* [Information provided]:
##############################

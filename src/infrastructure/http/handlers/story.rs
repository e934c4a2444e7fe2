//! Plot / Synopsis HTTP Handlers
//!
//! 每个企划各一份，保存即覆盖；尚未保存时 data 为 null

use axum::{extract::State, Json};
use serde::Deserialize;
use std::sync::Arc;
use uuid::Uuid;

use crate::application::commands::{SavePlot, SaveSynopsis};
use crate::application::queries::{GetPlot, GetSynopsis};
use crate::domain::structure::StoryStructure;
use crate::infrastructure::events::{ChangeAction, ResourceKind};
use crate::infrastructure::http::dto::{ApiResponse, PlotResponse, SynopsisResponse};
use crate::infrastructure::http::error::ApiError;
use crate::infrastructure::http::extract::{ApiJson, ApiPath};
use crate::infrastructure::http::state::AppState;

#[derive(Debug, Deserialize)]
pub struct SavePlotRequest {
    #[serde(default)]
    pub theme: String,
    #[serde(default)]
    pub setting: String,
    #[serde(default)]
    pub hook: String,
    #[serde(default)]
    pub protagonist_goal: String,
    #[serde(default)]
    pub main_conflict: String,
    #[serde(default)]
    pub ending: String,
    /// kishotenketsu / three-act，缺省为 kishotenketsu
    #[serde(default)]
    pub structure: Option<String>,
}

#[derive(Debug, Deserialize)]
pub struct SaveSynopsisRequest {
    pub content: String,
}

pub async fn get_plot(
    State(state): State<Arc<AppState>>,
    ApiPath(project_id): ApiPath<Uuid>,
) -> Result<Json<ApiResponse<Option<PlotResponse>>>, ApiError> {
    let plot = state.get_plot_handler.handle(GetPlot { project_id }).await?;
    Ok(Json(ApiResponse::success(plot.map(PlotResponse::from))))
}

pub async fn save_plot(
    State(state): State<Arc<AppState>>,
    ApiPath(project_id): ApiPath<Uuid>,
    ApiJson(req): ApiJson<SavePlotRequest>,
) -> Result<Json<ApiResponse<PlotResponse>>, ApiError> {
    let structure = match req.structure.as_deref().map(str::trim) {
        Some(name) if !name.is_empty() => name
            .parse::<StoryStructure>()
            .map_err(|e| ApiError::BadRequest(e.to_string()))?,
        _ => StoryStructure::default(),
    };

    let plot = state
        .save_plot_handler
        .handle(SavePlot {
            project_id,
            theme: req.theme,
            setting: req.setting,
            hook: req.hook,
            protagonist_goal: req.protagonist_goal,
            main_conflict: req.main_conflict,
            ending: req.ending,
            structure,
        })
        .await?;

    state.event_publisher.publish_resource(
        project_id,
        ResourceKind::Plot,
        project_id,
        ChangeAction::Updated,
    );

    Ok(Json(ApiResponse::success(plot.into())))
}

pub async fn get_synopsis(
    State(state): State<Arc<AppState>>,
    ApiPath(project_id): ApiPath<Uuid>,
) -> Result<Json<ApiResponse<Option<SynopsisResponse>>>, ApiError> {
    let synopsis = state
        .get_synopsis_handler
        .handle(GetSynopsis { project_id })
        .await?;
    Ok(Json(ApiResponse::success(synopsis.map(SynopsisResponse::from))))
}

pub async fn save_synopsis(
    State(state): State<Arc<AppState>>,
    ApiPath(project_id): ApiPath<Uuid>,
    ApiJson(req): ApiJson<SaveSynopsisRequest>,
) -> Result<Json<ApiResponse<SynopsisResponse>>, ApiError> {
    let synopsis = state
        .save_synopsis_handler
        .handle(SaveSynopsis {
            project_id,
            content: req.content,
        })
        .await?;

    state.event_publisher.publish_resource(
        project_id,
        ResourceKind::Synopsis,
        project_id,
        ChangeAction::Updated,
    );

    Ok(Json(ApiResponse::success(synopsis.into())))
}
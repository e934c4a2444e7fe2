//! In-Memory Story Repository

use async_trait::async_trait;
use dashmap::DashMap;
use std::sync::Arc;
use uuid::Uuid;

use crate::application::ports::{
    ChapterRecord, CharacterRecord, DraftRecord, EpisodeRecord, PlotRecord, ProjectRecord,
    RepositoryError, StoryRepositoryPort, SynopsisRecord,
};

/// 内存仓储
///
/// plots / synopses 以 project_id 为键，drafts 以 chapter_id 为键
#[derive(Default)]
pub struct InMemoryStoryRepository {
    projects: DashMap<Uuid, ProjectRecord>,
    characters: DashMap<Uuid, CharacterRecord>,
    plots: DashMap<Uuid, PlotRecord>,
    synopses: DashMap<Uuid, SynopsisRecord>,
    chapters: DashMap<Uuid, ChapterRecord>,
    episodes: DashMap<Uuid, EpisodeRecord>,
    drafts: DashMap<Uuid, DraftRecord>,
}

impl InMemoryStoryRepository {
    pub fn new() -> Self {
        Self::default()
    }

    pub fn arc(self) -> Arc<Self> {
        Arc::new(self)
    }

    fn remove_chapter_cascade(&self, chapter_id: Uuid) {
        self.chapters.remove(&chapter_id);
        self.episodes.retain(|_, e| e.chapter_id != chapter_id);
        self.drafts.remove(&chapter_id);
    }
}

#[async_trait]
impl StoryRepositoryPort for InMemoryStoryRepository {
    async fn save_project(&self, project: &ProjectRecord) -> Result<(), RepositoryError> {
        self.projects.insert(project.id, project.clone());
        Ok(())
    }

    async fn find_project(&self, id: Uuid) -> Result<Option<ProjectRecord>, RepositoryError> {
        Ok(self.projects.get(&id).map(|p| p.clone()))
    }

    async fn find_all_projects(&self) -> Result<Vec<ProjectRecord>, RepositoryError> {
        let mut projects: Vec<ProjectRecord> =
            self.projects.iter().map(|p| p.value().clone()).collect();
        projects.sort_by(|a, b| b.updated_at.cmp(&a.updated_at));
        Ok(projects)
    }

    async fn delete_project(&self, id: Uuid) -> Result<(), RepositoryError> {
        // 先收集章节 ID，避免持有 DashMap 引用时修改
        let chapter_ids: Vec<Uuid> = self
            .chapters
            .iter()
            .filter(|c| c.project_id == id)
            .map(|c| c.id)
            .collect();
        for chapter_id in chapter_ids {
            self.remove_chapter_cascade(chapter_id);
        }

        self.characters.retain(|_, c| c.project_id != id);
        self.plots.remove(&id);
        self.synopses.remove(&id);
        self.projects.remove(&id);
        Ok(())
    }

    async fn save_character(&self, character: &CharacterRecord) -> Result<(), RepositoryError> {
        self.characters.insert(character.id, character.clone());
        Ok(())
    }

    async fn find_character(&self, id: Uuid) -> Result<Option<CharacterRecord>, RepositoryError> {
        Ok(self.characters.get(&id).map(|c| c.clone()))
    }

    async fn find_characters(
        &self,
        project_id: Uuid,
    ) -> Result<Vec<CharacterRecord>, RepositoryError> {
        let mut characters: Vec<CharacterRecord> = self
            .characters
            .iter()
            .filter(|c| c.project_id == project_id)
            .map(|c| c.value().clone())
            .collect();
        characters.sort_by(|a, b| a.created_at.cmp(&b.created_at));
        Ok(characters)
    }

    async fn delete_character(&self, id: Uuid) -> Result<(), RepositoryError> {
        self.characters.remove(&id);
        Ok(())
    }

    async fn save_plot(&self, plot: &PlotRecord) -> Result<(), RepositoryError> {
        self.plots.insert(plot.project_id, plot.clone());
        Ok(())
    }

    async fn find_plot(&self, project_id: Uuid) -> Result<Option<PlotRecord>, RepositoryError> {
        Ok(self.plots.get(&project_id).map(|p| p.clone()))
    }

    async fn save_synopsis(&self, synopsis: &SynopsisRecord) -> Result<(), RepositoryError> {
        self.synopses.insert(synopsis.project_id, synopsis.clone());
        Ok(())
    }

    async fn find_synopsis(
        &self,
        project_id: Uuid,
    ) -> Result<Option<SynopsisRecord>, RepositoryError> {
        Ok(self.synopses.get(&project_id).map(|s| s.clone()))
    }

    async fn save_chapter(&self, chapter: &ChapterRecord) -> Result<(), RepositoryError> {
        self.chapters.insert(chapter.id, chapter.clone());
        Ok(())
    }

    async fn find_chapter(&self, id: Uuid) -> Result<Option<ChapterRecord>, RepositoryError> {
        Ok(self.chapters.get(&id).map(|c| c.clone()))
    }

    async fn find_chapters(&self, project_id: Uuid) -> Result<Vec<ChapterRecord>, RepositoryError> {
        let mut chapters: Vec<ChapterRecord> = self
            .chapters
            .iter()
            .filter(|c| c.project_id == project_id)
            .map(|c| c.value().clone())
            .collect();
        chapters.sort_by_key(|c| c.number);
        Ok(chapters)
    }

    async fn delete_chapter(&self, id: Uuid) -> Result<(), RepositoryError> {
        self.remove_chapter_cascade(id);
        Ok(())
    }

    async fn save_episode(&self, episode: &EpisodeRecord) -> Result<(), RepositoryError> {
        self.episodes.insert(episode.id, episode.clone());
        Ok(())
    }

    async fn find_episode(&self, id: Uuid) -> Result<Option<EpisodeRecord>, RepositoryError> {
        Ok(self.episodes.get(&id).map(|e| e.clone()))
    }

    async fn find_episodes(&self, chapter_id: Uuid) -> Result<Vec<EpisodeRecord>, RepositoryError> {
        let mut episodes: Vec<EpisodeRecord> = self
            .episodes
            .iter()
            .filter(|e| e.chapter_id == chapter_id)
            .map(|e| e.value().clone())
            .collect();
        episodes.sort_by_key(|e| e.number);
        Ok(episodes)
    }

    async fn delete_episode(&self, id: Uuid) -> Result<(), RepositoryError> {
        self.episodes.remove(&id);
        Ok(())
    }

    async fn save_draft(&self, draft: &DraftRecord) -> Result<(), RepositoryError> {
        self.drafts.insert(draft.chapter_id, draft.clone());
        Ok(())
    }

    async fn find_draft(&self, chapter_id: Uuid) -> Result<Option<DraftRecord>, RepositoryError> {
        Ok(self.drafts.get(&chapter_id).map(|d| d.clone()))
    }
}

#[cfg(test)]
mod tests {
    use super::*;
    use crate::domain::project::WritingStep;
    use chrono::Utc;

    fn project() -> ProjectRecord {
        let now = Utc::now();
        ProjectRecord {
            id: Uuid::new_v4(),
            title: "テスト".to_string(),
            description: String::new(),
            genre: String::new(),
            current_step: WritingStep::Characters,
            created_at: now,
            updated_at: now,
        }
    }

    fn chapter(project_id: Uuid, number: u32) -> ChapterRecord {
        let now = Utc::now();
        ChapterRecord {
            id: Uuid::new_v4(),
            project_id,
            number,
            title: format!("第{}章", number),
            summary: String::new(),
            structure: "起".to_string(),
            estimated_words: 0,
            estimated_reading_time: 0,
            created_at: now,
            updated_at: now,
        }
    }

    #[tokio::test]
    async fn test_chapters_are_ordered_by_number() {
        let repo = InMemoryStoryRepository::new();
        let p = project();
        repo.save_project(&p).await.unwrap();
        for n in [3, 1, 2] {
            repo.save_chapter(&chapter(p.id, n)).await.unwrap();
        }

        let numbers: Vec<u32> = repo
            .find_chapters(p.id)
            .await
            .unwrap()
            .iter()
            .map(|c| c.number)
            .collect();
        assert_eq!(numbers, vec![1, 2, 3]);
    }

    #[tokio::test]
    async fn test_delete_project_cascades() {
        let repo = InMemoryStoryRepository::new();
        let p = project();
        let other = project();
        repo.save_project(&p).await.unwrap();
        repo.save_project(&other).await.unwrap();

        let c = chapter(p.id, 1);
        let kept = chapter(other.id, 1);
        repo.save_chapter(&c).await.unwrap();
        repo.save_chapter(&kept).await.unwrap();
        repo.save_draft(&DraftRecord {
            chapter_id: c.id,
            content: "本文".to_string(),
            char_count: 2,
            updated_at: Utc::now(),
        })
        .await
        .unwrap();

        repo.delete_project(p.id).await.unwrap();

        assert!(repo.find_project(p.id).await.unwrap().is_none());
        assert!(repo.find_chapter(c.id).await.unwrap().is_none());
        assert!(repo.find_draft(c.id).await.unwrap().is_none());
        assert!(repo.find_chapter(kept.id).await.unwrap().is_some());
    }
}
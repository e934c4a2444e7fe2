//! Character HTTP Handlers

use axum::{extract::State, Json};
use serde::Deserialize;
use std::sync::Arc;
use uuid::Uuid;

use crate::application::commands::{
    CharacterFields, CreateCharacter, DeleteCharacter, UpdateCharacter,
};
use crate::application::queries::ListCharacters;
use crate::infrastructure::events::{ChangeAction, ResourceKind};
use crate::infrastructure::http::dto::{ApiResponse, CharacterResponse, DeletedResponse};
use crate::infrastructure::http::error::ApiError;
use crate::infrastructure::http::extract::{ApiJson, ApiPath};
use crate::infrastructure::http::state::AppState;

/// 角色请求体（创建与更新共用，更新为整体替换）
#[derive(Debug, Deserialize)]
pub struct CharacterRequest {
    pub name: String,
    #[serde(default)]
    pub role: String,
    #[serde(default)]
    pub personality: String,
    #[serde(default)]
    pub background: String,
    #[serde(default)]
    pub appearance: String,
}

impl From<CharacterRequest> for CharacterFields {
    fn from(req: CharacterRequest) -> Self {
        Self {
            name: req.name,
            role: req.role,
            personality: req.personality,
            background: req.background,
            appearance: req.appearance,
        }
    }
}

pub async fn list_characters(
    State(state): State<Arc<AppState>>,
    ApiPath(project_id): ApiPath<Uuid>,
) -> Result<Json<ApiResponse<Vec<CharacterResponse>>>, ApiError> {
    let characters = state
        .list_characters_handler
        .handle(ListCharacters { project_id })
        .await?;
    Ok(Json(ApiResponse::success(
        characters.into_iter().map(CharacterResponse::from).collect(),
    )))
}

pub async fn create_character(
    State(state): State<Arc<AppState>>,
    ApiPath(project_id): ApiPath<Uuid>,
    ApiJson(req): ApiJson<CharacterRequest>,
) -> Result<Json<ApiResponse<CharacterResponse>>, ApiError> {
    let character = state
        .create_character_handler
        .handle(CreateCharacter {
            project_id,
            fields: req.into(),
        })
        .await?;

    state.event_publisher.publish_resource(
        character.project_id,
        ResourceKind::Character,
        character.id,
        ChangeAction::Created,
    );

    Ok(Json(ApiResponse::success(character.into())))
}

pub async fn update_character(
    State(state): State<Arc<AppState>>,
    ApiPath(character_id): ApiPath<Uuid>,
    ApiJson(req): ApiJson<CharacterRequest>,
) -> Result<Json<ApiResponse<CharacterResponse>>, ApiError> {
    let character = state
        .update_character_handler
        .handle(UpdateCharacter {
            character_id,
            fields: req.into(),
        })
        .await?;

    state.event_publisher.publish_resource(
        character.project_id,
        ResourceKind::Character,
        character.id,
        ChangeAction::Updated,
    );

    Ok(Json(ApiResponse::success(character.into())))
}

pub async fn delete_character(
    State(state): State<Arc<AppState>>,
    ApiPath(character_id): ApiPath<Uuid>,
) -> Result<Json<ApiResponse<DeletedResponse>>, ApiError> {
    let character = state
        .delete_character_handler
        .handle(DeleteCharacter { character_id })
        .await?;

    state.event_publisher.publish_resource(
        character.project_id,
        ResourceKind::Character,
        character.id,
        ChangeAction::Deleted,
    );

    Ok(Json(ApiResponse::success(DeletedResponse { id: character.id })))
}
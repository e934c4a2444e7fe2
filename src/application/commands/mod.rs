//! 应用层 - 命令（写操作）
//!
//! CQRS 命令侧：处理所有写操作（包括调用 LLM 的生成命令）

mod chapter_commands;
mod character_commands;
mod episode_commands;
mod generate_commands;
mod project_commands;
mod story_commands;

pub mod handlers;

pub use chapter_commands::*;
pub use character_commands::*;
pub use episode_commands::*;
pub use generate_commands::*;
pub use project_commands::*;
pub use story_commands::*;
//! SQLite Persistence - SQLite 数据库持久化实现

mod database;
mod story_repo;

pub use database::*;
pub use story_repo::*;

##############################

For every line above that includes the string "ending", copy the line.

* [Response to this task]:
    pub ending: String,
            ending: req.ending,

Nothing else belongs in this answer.